“Say, “what do you want, Master Reed,”’ was the answer."
As
I read Jane Eyre, her position in the Reed household was confusing for me, to
say the least. In the quote mentioned above, her cousin John is treating her
like a servant, asking her to call him master and do his bidding. Jane
questions her position as a servant to which Mrs. Reed responds “you are less
than a servant, for you do nothing for your keep.”
Jane, however, doesn't accept this position in the hierarchy of the household. Her questioning Mrs. Reed is one instance of that. Another instance is when she warns Mrs. Reed that “My Uncle Reed is in heaven, and can see all you do and think.” Jane has a sense of entitlement on the house, she feels that she’s being treated unfairly and hence, does not ascribe to her servant entity that the Reeds actively try to imprint on her.
"You have no business to take our books; you are a dependent, mama says; you have no money; your father left you none; you ought to beg, and not to live here with gentlemen's children like us, and eat the same meals we do, and wear clothes at our mama's expense. Now, I'll teach you to rummage my bookshelves: for they ARE mine; all the house belongs to me, or will do in a few years. Go and stand by the door, out of the way of the mirror and the windows."
Jane’s sense of entitlement, of course, has a lot to do with Mr. Reed.
“I could not remember him; but I knew that he was my own uncle--my mother's brother--that he had taken me when a parentless infant to his house; and that in his last moments he had required a promise of Mrs. Reed that she would rear and maintain me as one of her own children.”
Despite not knowing him personally, Jane still felt a sense
of attachment to her uncle. The use of the phrase “my own uncle” highlights her
connection whereas when it comes to Mrs. Reed, she uses words such as “strange”

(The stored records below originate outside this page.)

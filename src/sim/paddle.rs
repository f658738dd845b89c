//! The player's paddle
//!
//! Horizontal-only. Position is tracked in a floating-point accumulator and
//! the exposed rectangle snaps to whole pixels, so slow speeds still move the
//! paddle without drifting.

use serde::{Deserialize, Serialize};

use super::geometry::Rect;
use crate::settings::Settings;

/// Horizontal movement direction
#[derive(Debug, Clone, Copy, PartialEq, Eq, Serialize, Deserialize)]
pub enum Direction {
    Left,
    Right,
}

/// The player's paddle
#[derive(Debug, Clone, Serialize, Deserialize)]
pub struct Paddle {
    /// Rectangle used for collision and drawing
    pub rect: Rect,
    /// Left edge, unsnapped
    position: f32,
    /// Pixels per move
    pub speed: f32,
    screen_width: f32,
}

impl Paddle {
    /// Create a paddle centred horizontally near the bottom of the screen
    pub fn new(settings: &Settings) -> Self {
        let (w, h) = settings.paddle_size;
        let y = settings.screen_height - settings.paddle_bottom_offset;
        let mut paddle = Self {
            rect: Rect::new(0.0, y, w, h),
            position: 0.0,
            speed: settings.paddle_speed,
            screen_width: settings.screen_width,
        };
        paddle.center();
        paddle
    }

    /// Move one step in `direction`, clamped to the screen
    pub fn move_dir(&mut self, direction: Direction) {
        match direction {
            Direction::Left => self.position -= self.speed,
            Direction::Right => self.position += self.speed,
        }
        self.sync_rect();
    }

    /// Centre the paddle on `x` (mouse control), clamped to the screen
    pub fn move_to(&mut self, x: f32) {
        self.position = x - self.rect.w / 2.0;
        self.sync_rect();
    }

    /// Return to the horizontal centre of the screen
    pub fn center(&mut self) {
        self.move_to(self.screen_width / 2.0);
    }

    /// Unsnapped left edge
    pub fn position(&self) -> f32 {
        self.position
    }

    pub fn screen_width(&self) -> f32 {
        self.screen_width
    }

    fn sync_rect(&mut self) {
        let max_left = (self.screen_width - self.rect.w).max(0.0);
        self.position = self.position.clamp(0.0, max_left);
        self.rect.set_left(self.position.floor());
        if self.rect.right() > self.screen_width {
            self.rect.set_right(self.screen_width);
        }
    }
}

#[cfg(test)]
mod tests {
    use super::*;
    use proptest::prelude::*;

    #[test]
    fn test_starts_centered() {
        let settings = Settings::default();
        let paddle = Paddle::new(&settings);
        assert_eq!(paddle.rect.center().x, settings.screen_width / 2.0);
        assert_eq!(paddle.rect.top(), settings.screen_height - settings.paddle_bottom_offset);
    }

    #[test]
    fn test_clamps_at_walls() {
        let settings = Settings::default();
        let mut paddle = Paddle::new(&settings);
        for _ in 0..1000 {
            paddle.move_dir(Direction::Left);
        }
        assert_eq!(paddle.rect.left(), 0.0);
        assert_eq!(paddle.position(), 0.0);

        for _ in 0..1000 {
            paddle.move_dir(Direction::Right);
        }
        assert_eq!(paddle.rect.right(), settings.screen_width);
    }

    #[test]
    fn test_slow_speed_still_moves() {
        let settings = Settings {
            paddle_speed: 0.5,
            ..Default::default()
        };
        let mut paddle = Paddle::new(&settings);
        let start = paddle.rect.left();
        for _ in 0..5 {
            paddle.move_dir(Direction::Right);
        }
        assert_eq!(paddle.rect.left(), start + 2.0);
    }

    #[test]
    fn test_move_to_clamps() {
        let settings = Settings::default();
        let mut paddle = Paddle::new(&settings);
        paddle.move_to(-500.0);
        assert_eq!(paddle.rect.left(), 0.0);
        paddle.move_to(5000.0);
        assert_eq!(paddle.rect.right(), settings.screen_width);
    }

    proptest! {
        #[test]
        fn prop_paddle_stays_on_screen(
            moves in proptest::collection::vec(any::<bool>(), 0..400),
            speed in 0.1f32..80.0,
        ) {
            let settings = Settings { paddle_speed: speed, ..Default::default() };
            let mut paddle = Paddle::new(&settings);
            for right in moves {
                paddle.move_dir(if right { Direction::Right } else { Direction::Left });
                prop_assert!(paddle.rect.left() >= 0.0);
                prop_assert!(paddle.rect.right() <= settings.screen_width);
            }
        }
    }
}
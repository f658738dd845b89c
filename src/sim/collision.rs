//! Collision response for circles against axis-aligned rectangles
//!
//! Pure functions: each takes velocities/geometry and returns the response.
//! The per-frame orchestration lives in `resolver`.

use glam::Vec2;
use rand::Rng;

use super::ball::Ball;
use super::geometry::Rect;
use crate::sign;

/// Velocities below this on an axis count as zero when checking for a stuck ball
pub const STUCK_EPSILON: f32 = 0.05;

/// Reflect velocity off a surface
///
/// Standard reflection: v' = v - 2(v·n)n
#[inline]
pub fn reflect_velocity(velocity: Vec2, normal: Vec2) -> Vec2 {
    let n = normal.normalize_or_zero();
    velocity - 2.0 * velocity.dot(n) * n
}

/// Raise |vy| to at least `min_y`, keeping the overall speed where possible
///
/// `fallback_sign` picks the vertical direction when vy is exactly zero.
pub fn enforce_min_vertical(velocity: Vec2, min_y: f32, fallback_sign: f32) -> Vec2 {
    if velocity.y.abs() >= min_y {
        return velocity;
    }
    let speed = velocity.length();
    let y_sign = if velocity.y != 0.0 {
        sign(velocity.y)
    } else if fallback_sign != 0.0 {
        sign(fallback_sign)
    } else {
        1.0
    };
    let vy = y_sign * min_y;
    let vx = (speed * speed - vy * vy).max(0.0).sqrt();
    let x_sign = if velocity.x != 0.0 { sign(velocity.x) } else { 1.0 };
    Vec2::new(x_sign * vx, vy)
}

/// Result of a generic bounce
#[derive(Debug, Clone, Copy)]
pub struct Bounce {
    pub velocity: Vec2,
    /// Random rotation applied after reflection (radians)
    pub perturbation: f32,
}

/// Reflect off `normal`, jitter the direction by up to ±`jitter_deg` degrees,
/// then guarantee at least `min_y` vertical speed
///
/// The jitter breaks perfectly periodic paths such as a ball bouncing forever
/// along one vertical line.
pub fn bounce(
    velocity: Vec2,
    normal: Vec2,
    jitter_deg: f32,
    min_y: f32,
    rng: &mut impl Rng,
) -> Bounce {
    let reflected = reflect_velocity(velocity, normal);
    let perturbation = if jitter_deg > 0.0 {
        rng.random_range(-jitter_deg..=jitter_deg).to_radians()
    } else {
        0.0
    };
    let rotated = Vec2::from_angle(perturbation).rotate(reflected);
    // A pure side-wall hit with no vertical motion heads down toward the paddle
    let fallback = if normal.y != 0.0 { normal.y } else { 1.0 };
    Bounce {
        velocity: enforce_min_vertical(rotated, min_y, fallback),
        perturbation,
    }
}

/// Outgoing velocity for a ball striking the paddle
///
/// The hit offset from the paddle centre, in [-1, 1], scales the reflection
/// angle; the ball always leaves upward with at least `min_y` vertical speed.
pub fn paddle_reflection(
    ball_x: f32,
    paddle: &Rect,
    speed: f32,
    max_angle_deg: f32,
    min_y: f32,
) -> Vec2 {
    let half_width = paddle.w / 2.0;
    let offset = ((ball_x - paddle.center().x) / half_width).clamp(-1.0, 1.0);
    let angle = (offset * max_angle_deg).to_radians();

    let vx = angle.cos() * speed * sign(offset);
    let vy = -(speed * speed - vx * vx).max(0.0).sqrt();
    let v = enforce_min_vertical(Vec2::new(vx, vy), min_y, -1.0);
    Vec2::new(v.x, -v.y.abs())
}

/// Collision normal for a ball that overlaps a brick
///
/// Each axis is judged on its own: moving right with the ball's right edge
/// past the brick's left edge gives x = -1, and so on. When both axes
/// qualify the shallower penetration wins; equal depth is a corner hit.
pub fn brick_collision_normal(ball: &Rect, velocity: Vec2, brick: &Rect) -> Vec2 {
    let mut normal = Vec2::ZERO;
    let mut pen = Vec2::ZERO;

    if velocity.x > 0.0 && ball.right() >= brick.left() && ball.left() < brick.left() {
        normal.x = -1.0;
        pen.x = ball.right() - brick.left();
    } else if velocity.x < 0.0 && ball.left() <= brick.right() && ball.right() > brick.right() {
        normal.x = 1.0;
        pen.x = brick.right() - ball.left();
    }

    if velocity.y > 0.0 && ball.bottom() >= brick.top() && ball.top() < brick.top() {
        normal.y = -1.0;
        pen.y = ball.bottom() - brick.top();
    } else if velocity.y < 0.0 && ball.top() <= brick.bottom() && ball.bottom() > brick.bottom() {
        normal.y = 1.0;
        pen.y = brick.bottom() - ball.top();
    }

    if normal.x != 0.0 && normal.y != 0.0 {
        if pen.x < pen.y {
            normal.y = 0.0;
        } else if pen.y < pen.x {
            normal.x = 0.0;
        }
    }

    if normal == Vec2::ZERO {
        // Ball already inside the brick: turn back along the dominant axis
        normal = if velocity.y != 0.0 {
            Vec2::new(0.0, -sign(velocity.y))
        } else if velocity.x != 0.0 {
            Vec2::new(-sign(velocity.x), 0.0)
        } else {
            Vec2::Y
        };
    }

    normal.normalize()
}

/// Velocity for a ball released by a destroyed moving brick
///
/// Downward, between `min_deg` and `max_deg` from horizontal.
pub fn spawn_velocity(speed: f32, min_deg: f32, max_deg: f32, rng: &mut impl Rng) -> Vec2 {
    let angle = rng.random_range(min_deg..=max_deg).to_radians();
    Vec2::new(angle.cos(), angle.sin()) * speed
}

/// Separate two overlapping balls and exchange their normal velocity components
///
/// Each ball keeps its own pre-collision speed. Returns true if the balls
/// were approaching and their velocities changed.
pub fn resolve_ball_ball_collision(a: &mut Ball, b: &mut Ball) -> bool {
    let delta = b.pos - a.pos;
    let dist = delta.length();
    let min_dist = a.radius + b.radius;
    if dist >= min_dist {
        return false;
    }

    let normal = if dist > 1e-6 { delta / dist } else { Vec2::X };
    let overlap = min_dist - dist;
    a.pos -= normal * (overlap / 2.0);
    b.pos += normal * (overlap / 2.0);

    let approach = (a.vel - b.vel).dot(normal);
    if approach <= 0.0 {
        return false;
    }

    let speed_a = a.speed();
    let speed_b = b.speed();
    let an = a.vel.dot(normal);
    let bn = b.vel.dot(normal);
    let va = a.vel + (bn - an) * normal;
    let vb = b.vel + (an - bn) * normal;

    a.vel = with_speed(va, speed_a, reflect_velocity(a.vel, normal));
    b.vel = with_speed(vb, speed_b, reflect_velocity(b.vel, normal));
    true
}

fn with_speed(direction: Vec2, speed: f32, fallback: Vec2) -> Vec2 {
    if direction.length_squared() > 1e-8 {
        direction.normalize() * speed
    } else {
        fallback
    }
}

/// Push a ball out of a degenerate state flush against a boundary
///
/// Near-zero vertical speed against the top wall, or near-zero horizontal
/// speed against a side wall, gets a push toward the interior. Returns true
/// if a correction was applied.
pub fn unstuck(ball: &mut Ball, screen_width: f32, min_y: f32) -> bool {
    let rect = ball.rect();
    let speed = ball.speed();
    let mut corrected = false;

    if ball.vel.y.abs() < STUCK_EPSILON && rect.top() <= 0.0 {
        ball.pos.y = ball.radius;
        let vy = min_y;
        let vx = sign(ball.vel.x) * (speed * speed - vy * vy).max(0.0).sqrt();
        ball.vel = Vec2::new(vx, vy);
        corrected = true;
    }

    let speed = ball.speed();
    if ball.vel.x.abs() < STUCK_EPSILON {
        let push = if rect.left() <= 0.0 {
            ball.pos.x = ball.radius;
            Some(1.0)
        } else if rect.right() >= screen_width {
            ball.pos.x = screen_width - ball.radius;
            Some(-1.0)
        } else {
            None
        };
        if let Some(dir) = push {
            let vx = dir * min_y;
            let y_sign = if ball.vel.y != 0.0 { sign(ball.vel.y) } else { 1.0 };
            let vy = y_sign * (speed * speed - vx * vx).max(min_y * min_y).sqrt();
            ball.vel = Vec2::new(vx, vy);
            corrected = true;
        }
    }

    corrected
}
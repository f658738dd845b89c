//! Simulation error types.
//!
//! The frame step itself cannot fail. Errors only come from loading
//! configuration, parsing fixed level layouts, persisting high scores, and
//! running out of fixed levels, which the tick turns into a normal
//! game-completion transition.

use std::fmt;

/// Top-level error enum for the brick breaker core.
#[derive(Debug, Clone, PartialEq)]
pub enum SimError {
    /// A fixed level source has no layout at this index.
    NoMoreLevels {
        /// Zero-based index that was requested.
        index: u32,
    },

    /// A setting is outside the range the simulation can handle.
    InvalidSetting {
        /// Settings key.
        name: &'static str,
        /// The rejected value.
        value: f32,
        /// Human-readable description of the accepted range.
        safe_range: &'static str,
    },

    /// A fixed level layout could not be parsed.
    InvalidLayout {
        /// One-based line number in the layout text.
        line: usize,
        /// What was wrong with it.
        reason: String,
    },

    /// Reading or writing a file failed.
    Io {
        /// Path that was being accessed.
        path: String,
        /// Underlying OS error message.
        message: String,
    },

    /// JSON decoding failed.
    Parse {
        /// Decoder error message.
        message: String,
    },
}

impl fmt::Display for SimError {
    fn fmt(&self, f: &mut fmt::Formatter<'_>) -> fmt::Result {
        match self {
            SimError::NoMoreLevels { index } => {
                write!(f, "no level defined at index {}", index)
            }
            SimError::InvalidSetting {
                name,
                value,
                safe_range,
            } => write!(
                f,
                "setting '{}' = {} is outside its safe range ({})",
                name, value, safe_range
            ),
            SimError::InvalidLayout { line, reason } => {
                write!(f, "invalid level layout at line {}: {}", line, reason)
            }
            SimError::Io { path, message } => write!(f, "i/o error on '{}': {}", path, message),
            SimError::Parse { message } => write!(f, "parse error: {}", message),
        }
    }
}

impl std::error::Error for SimError {}

impl From<serde_json::Error> for SimError {
    fn from(err: serde_json::Error) -> Self {
        SimError::Parse {
            message: err.to_string(),
        }
    }
}

impl SimError {
    /// Wrap an I/O error with the path it occurred on.
    pub fn io(path: impl AsRef<std::path::Path>, err: std::io::Error) -> Self {
        SimError::Io {
            path: path.as_ref().display().to_string(),
            message: err.to_string(),
        }
    }
}

#[cfg(test)]
mod tests {
    use super::*;

    #[test]
    fn test_display_messages() {
        let err = SimError::NoMoreLevels { index: 4 };
        assert_eq!(err.to_string(), "no level defined at index 4");

        let err = SimError::InvalidSetting {
            name: "ball_speed",
            value: -1.0,
            safe_range: "> 0",
        };
        assert!(err.to_string().contains("ball_speed"));
    }

    #[test]
    fn test_from_json_error() {
        let json_err = serde_json::from_str::<u32>("not json").unwrap_err();
        let err: SimError = json_err.into();
        assert!(matches!(err, SimError::Parse { .. }));
    }
}
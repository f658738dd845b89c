//! Brick entities
//!
//! Static and moving bricks share geometry and the destroyed flag; moving
//! behaviour lives in [`MovingState`]. A moving brick never looks at its
//! neighbours itself: the owning level computes a [`MoveContext`] from the
//! row bucket and hands it in.

use glam::Vec2;
use serde::{Deserialize, Serialize};

use super::geometry::Rect;
use crate::consts::{BRICK_COLLISION_COOLDOWN, WALL_COLLISION_COOLDOWN};

/// Per-frame neighbourhood facts for a moving brick, computed by the level
#[derive(Debug, Clone, Copy, PartialEq)]
pub struct MoveContext {
    /// Row occupancy is above half capacity
    pub frozen: bool,
    /// Moving one step would overlap another brick in the row
    pub blocked: bool,
    pub screen_width: f32,
}

/// Horizontal motion state of a moving brick
#[derive(Debug, Clone, Copy, PartialEq, Serialize, Deserialize)]
pub struct MovingState {
    /// Pixels per frame, sign is direction
    pub velocity: i32,
    pub is_frozen: bool,
    /// Frames left before another reversal is allowed
    pub collision_cooldown: u32,
}

impl MovingState {
    pub fn new(speed: i32, moving_right: bool) -> Self {
        let speed = speed.abs();
        Self {
            velocity: if moving_right { speed } else { -speed },
            is_frozen: false,
            collision_cooldown: 0,
        }
    }

    /// Advance one frame
    pub fn advance(&mut self, rect: &mut Rect, ctx: MoveContext) {
        self.collision_cooldown = self.collision_cooldown.saturating_sub(1);
        self.is_frozen = ctx.frozen;
        if self.is_frozen {
            return;
        }

        if ctx.blocked {
            // Hold position until allowed to turn around
            if self.collision_cooldown == 0 {
                self.velocity = -self.velocity;
                self.collision_cooldown = BRICK_COLLISION_COOLDOWN;
            }
        } else {
            rect.x += self.velocity as f32;
        }

        if rect.left() <= 0.0 {
            self.velocity = self.velocity.abs();
            rect.set_left(0.0);
            self.collision_cooldown = WALL_COLLISION_COOLDOWN;
        } else if rect.right() >= ctx.screen_width {
            self.velocity = -self.velocity.abs();
            rect.set_right(ctx.screen_width);
            self.collision_cooldown = WALL_COLLISION_COOLDOWN;
        }
    }
}

/// Brick variant
#[derive(Debug, Clone, Copy, PartialEq, Serialize, Deserialize)]
pub enum BrickKind {
    Static,
    Moving(MovingState),
}

/// A brick entity
#[derive(Debug, Clone, Serialize, Deserialize)]
pub struct Brick {
    pub id: u32,
    pub rect: Rect,
    /// Row bucket this brick belongs to
    pub row: usize,
    pub is_destroyed: bool,
    pub kind: BrickKind,
}

impl Brick {
    pub fn new_static(id: u32, rect: Rect, row: usize) -> Self {
        Self {
            id,
            rect,
            row,
            is_destroyed: false,
            kind: BrickKind::Static,
        }
    }

    pub fn new_moving(id: u32, rect: Rect, row: usize, state: MovingState) -> Self {
        Self {
            id,
            rect,
            row,
            is_destroyed: false,
            kind: BrickKind::Moving(state),
        }
    }

    #[inline]
    pub fn is_moving(&self) -> bool {
        matches!(self.kind, BrickKind::Moving(_))
    }

    pub fn destroy(&mut self) {
        self.is_destroyed = true;
    }

    /// Where this brick would be after one unobstructed step (moving bricks only)
    pub fn probe_rect(&self) -> Option<Rect> {
        match self.kind {
            BrickKind::Moving(state) => {
                Some(self.rect.translated(Vec2::new(state.velocity as f32, 0.0)))
            }
            BrickKind::Static => None,
        }
    }

    /// Advance one frame; static bricks ignore the context
    pub fn update(&mut self, ctx: MoveContext) {
        if self.is_destroyed {
            return;
        }
        if let BrickKind::Moving(ref mut state) = self.kind {
            state.advance(&mut self.rect, ctx);
        }
    }
}

#[cfg(test)]
mod tests {
    use super::*;

    const SCREEN: f32 = 800.0;

    fn ctx(frozen: bool, blocked: bool) -> MoveContext {
        MoveContext {
            frozen,
            blocked,
            screen_width: SCREEN,
        }
    }

    fn moving(x: f32, right: bool) -> Brick {
        Brick::new_moving(1, Rect::new(x, 0.0, 100.0, 20.0), 0, MovingState::new(3, right))
    }

    #[test]
    fn test_moves_when_clear() {
        let mut brick = moving(200.0, true);
        brick.update(ctx(false, false));
        assert_eq!(brick.rect.x, 203.0);
    }

    #[test]
    fn test_frozen_does_not_move() {
        let mut brick = moving(200.0, true);
        brick.update(ctx(true, false));
        assert_eq!(brick.rect.x, 200.0);
        assert!(matches!(brick.kind, BrickKind::Moving(s) if s.is_frozen));
    }

    #[test]
    fn test_blocked_reverses_with_cooldown() {
        let mut brick = moving(200.0, true);
        brick.update(ctx(false, true));
        assert_eq!(brick.rect.x, 200.0);
        let BrickKind::Moving(state) = brick.kind else {
            panic!("expected moving brick");
        };
        assert_eq!(state.velocity, -3);
        assert_eq!(state.collision_cooldown, BRICK_COLLISION_COOLDOWN);

        // Still blocked during cooldown: holds position, keeps direction
        brick.update(ctx(false, true));
        assert_eq!(brick.rect.x, 200.0);
        assert!(matches!(brick.kind, BrickKind::Moving(s) if s.velocity == -3));
    }

    #[test]
    fn test_wall_bounce() {
        let mut brick = moving(SCREEN - 101.0, true);
        brick.update(ctx(false, false));
        assert_eq!(brick.rect.right(), SCREEN);
        assert!(matches!(brick.kind, BrickKind::Moving(s) if s.velocity < 0));

        let mut brick = moving(1.0, false);
        brick.update(ctx(false, false));
        assert_eq!(brick.rect.left(), 0.0);
        assert!(matches!(brick.kind, BrickKind::Moving(s) if s.velocity > 0));
    }

    #[test]
    fn test_static_ignores_update() {
        let mut brick = Brick::new_static(1, Rect::new(0.0, 0.0, 100.0, 20.0), 0);
        brick.update(ctx(false, false));
        assert_eq!(brick.rect.x, 0.0);
        assert!(brick.probe_rect().is_none());
    }
}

and “alien” to define their relationship. It is interesting to note that even
though her uncle passed away before she could really get to know him and it was
Mrs. Reed who was in charge of the household, the power of the patriarch still
flourished and Jane ascribed to the position her uncle had defined for her,
that of his own family, ignoring how the Reeds saw her, as a burden and “less
than a servant”.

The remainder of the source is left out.